Mas o resultado foi muito positivo: o filme lucrou mais de 400 milhões de dólares e ainda teve uma ótima campanha no Oscar, conquistando seis estatuetas (incluindo a de Melhor Fotografia, além de ter sido indicado na categoria principal de Melhor Filme). Com isso, Villeneuve pode dormir em paz e planejar as continuações com todo suporte financeiro da produtora – ele já prepara o roteiro de um terceiro filme para fechar uma trilogia.
Duna: Parte Dois adapta a segunda metade do primeiro livro escrito pelo estadunidense Frank Herbert. Villeneuve – que sempre declarou interesse pessoal e paixão pelo material original – decidiu dividir o livro em dois filmes dada a complexidade deste universo mítico. Ali, as principais casas de poder disputam o controle do desértico planeta Arrakis, de onde se extrai a poderosa Especiaria, substância que dá aos indivíduos habilidades mentais e poderes de expansão da consciência.

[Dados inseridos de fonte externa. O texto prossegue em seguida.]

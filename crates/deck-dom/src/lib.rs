//! deck-dom: Rendering capability for SoundDeck panels
//!
//! The panel never talks to a browser engine directly. It consumes the
//! [`Dom`] trait (create, insert and remove elements, bind events) and ships
//! [`MemoryDom`], a headless implementation used by the shell and by tests.

pub mod error;
pub mod id;
pub mod memory;
pub mod node;

pub use error::DomError;
pub use memory::{Fired, MemoryDom};
pub use node::{InsertPosition, Node};

/// Id of the element every panel container hangs off.
pub const ROOT_ID: &str = "body";

/// Event kinds a panel binds actions to.
#[derive(Clone, Copy, Debug, PartialEq, Eq, Hash)]
pub enum EventKind {
    /// Fires continuously while a range input is dragged.
    Input,
    /// Fires once a value is committed.
    Change,
    Click,
}

impl EventKind {
    pub fn as_str(&self) -> &'static str {
        match self {
            EventKind::Input => "input",
            EventKind::Change => "change",
            EventKind::Click => "click",
        }
    }

    pub fn from_str(s: &str) -> Option<Self> {
        match s {
            "input" => Some(EventKind::Input),
            "change" => Some(EventKind::Change),
            "click" => Some(EventKind::Click),
            _ => None,
        }
    }
}

/// Trait every rendering backend must implement.
///
/// `A` is the action type a backend hands back when a bound event fires;
/// the backend stores it opaquely and never interprets it.
/// Lookups by id that miss are reported through the return value, never
/// through a panic.
pub trait Dom<A> {
    /// Insert `node` (and its subtree) into the element with id `parent`.
    fn insert(&mut self, parent: &str, at: InsertPosition, node: Node) -> Result<(), DomError>;

    /// Destroy the element with `id` and its subtree. Returns false if absent.
    fn remove(&mut self, id: &str) -> bool;

    /// Destroy every child of `parent`, returning how many were removed.
    fn clear_children(&mut self, parent: &str) -> usize;

    fn contains(&self, id: &str) -> bool;

    /// Current value of a form element.
    fn value(&self, id: &str) -> Option<String>;

    /// Overwrite a form element's value without firing any bound event.
    fn set_value(&mut self, id: &str, value: &str) -> bool;

    fn set_opacity(&mut self, id: &str, opacity: f64) -> bool;

    /// Add (`enabled`) or remove a class on an element.
    fn set_class(&mut self, id: &str, class: &str, enabled: bool) -> bool;

    /// Bind `action` to `kind` events on the element with `id`.
    fn listen(&mut self, id: &str, kind: EventKind, action: A) -> bool;
}

#[cfg(test)]
mod tests {
    use super::*;

    #[test]
    fn test_event_kind_names_round_trip() {
        for kind in [EventKind::Input, EventKind::Change, EventKind::Click] {
            assert_eq!(EventKind::from_str(kind.as_str()), Some(kind));
        }
        assert_eq!(EventKind::from_str("hover"), None);
    }
}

A trama desta continuação começa exatamente onde o primeiro terminava. Depois da dissolução da Casa Atreides, com a morte do seu pai e alguns de seus aliados, o jovem Paul Atreides (Timothée Chalamet), junto com sua mãe (Rebecca Ferguson), conquista o apoio do povo do deserto, os Fremen (grupo dissidente que luta contra o Império), capitaneados por Stilgar (Javier Bardem) e onde Atreides conhece seu interesse amoroso, a destemida Chani (Zendaya).

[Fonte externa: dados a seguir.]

//! Panel configuration.
//!
//! Read from `$SOUNDDECK_CONFIG`, or `<config dir>/sounddeck/panel.json`.
//! Every field is optional; a missing or unreadable file means defaults.

use deck_bridge::{BridgeKind, SliderBinding};
use deck_notify::AlertConfig;
use log::{debug, info, warn};
use serde::Deserialize;
use std::fs;
use std::io::ErrorKind;
use std::path::{Path, PathBuf};

pub const CONFIG_ENV: &str = "SOUNDDECK_CONFIG";

#[derive(Clone, Debug, PartialEq, Deserialize)]
#[serde(default)]
pub struct PanelConfig {
    pub alerts: AlertConfig,
    /// Milliseconds between frames.
    pub frame_interval_ms: u64,
    pub slider_binding: SliderBinding,
    pub bridge: BridgeKind,
    /// Handler name used by the message-handler bridge.
    pub handler_name: String,
}

impl Default for PanelConfig {
    fn default() -> Self {
        Self {
            alerts: AlertConfig::default(),
            frame_interval_ms: 16,
            slider_binding: SliderBinding::default(),
            bridge: BridgeKind::default(),
            handler_name: "external".to_string(),
        }
    }
}

/// Where the config file is expected.
pub fn config_path() -> Option<PathBuf> {
    if let Ok(path) = std::env::var(CONFIG_ENV) {
        return Some(PathBuf::from(path));
    }
    dirs::config_dir().map(|dir| dir.join("sounddeck").join("panel.json"))
}

impl PanelConfig {
    /// Load from `path`, falling back to defaults.
    pub fn load(path: &Path) -> Self {
        let text = match fs::read_to_string(path) {
            Ok(text) => text,
            Err(e) if e.kind() == ErrorKind::NotFound => {
                debug!("No config at {:?}, using defaults", path);
                return Self::default();
            }
            Err(e) => {
                warn!("Failed to read config {:?}: {}", path, e);
                return Self::default();
            }
        };
        match serde_json::from_str(&text) {
            Ok(config) => {
                info!("Loaded config from {:?}", path);
                config
            }
            Err(e) => {
                warn!("Invalid config {:?}: {}", path, e);
                Self::default()
            }
        }
    }

    pub fn load_default() -> Self {
        match config_path() {
            Some(path) => Self::load(&path),
            None => Self::default(),
        }
    }
}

Ainda assim, mãe e filho seguem vistos com desconfiança por alguns dos Fremen, diante do mito do grande salvador que muitos enxergam residir em Paul, inclusive o líder Stilgar – o próprio Paul chega a negar que ele seja o guerreiro prometido, apesar de ter visões do passado e do futuro que guiam o seu caminho de ascensão ao poder.
Por outro lado, sua mãe também começa um processo de subida de posto. Sacerdotisa pertencente à Bene Gesserit – ordem de mulheres com habilidades mágicas e grande poder de influência no Império –, Jessica passa a ser treinada através da expansão dos seus poderes para se tornar uma Reverenda Madre, título superior da classe que ela representa.
Messianismo político
Se a ideia de um líder salvador, uma espécie de messias prometido segundo as lendas e crenças do povo do deserto, já estava presente no primeiro filme, aqui isso ganha destaque principal. Duna: Parte Dois, de modo geral, pode ser visto como a história de ascensão de Paul Atreides, ainda que isso não seja bem aceito por todos e haja algo de agridoce na mudança de postura que ele assume nesse processo.
O próprio personagem enfrenta dúvidas internas sobre sua condição de herói, mas é levado cada vez mais a defender uma posição de destaque e liderança diante dos ataques que passam a sofrer. O cerco contra eles continua pesado por parte do Barão Hakonnen (Stellan Skarsgård), responsável pela aniquilação da Casa Atreides, em uma jogada de traição juntamente com o Imperador (Christopher Walken).
Eles colocam no encalço dos Fremen, especialmente de Paul, o psicótico lutador Feyd-Rautha (Austin Butler), enquanto a própria filha do Imperador, a princesa Irulan (Florence Pugh) surge em cena para também articular suas jogadas em prol do pai e da permanência do poderio de sua família.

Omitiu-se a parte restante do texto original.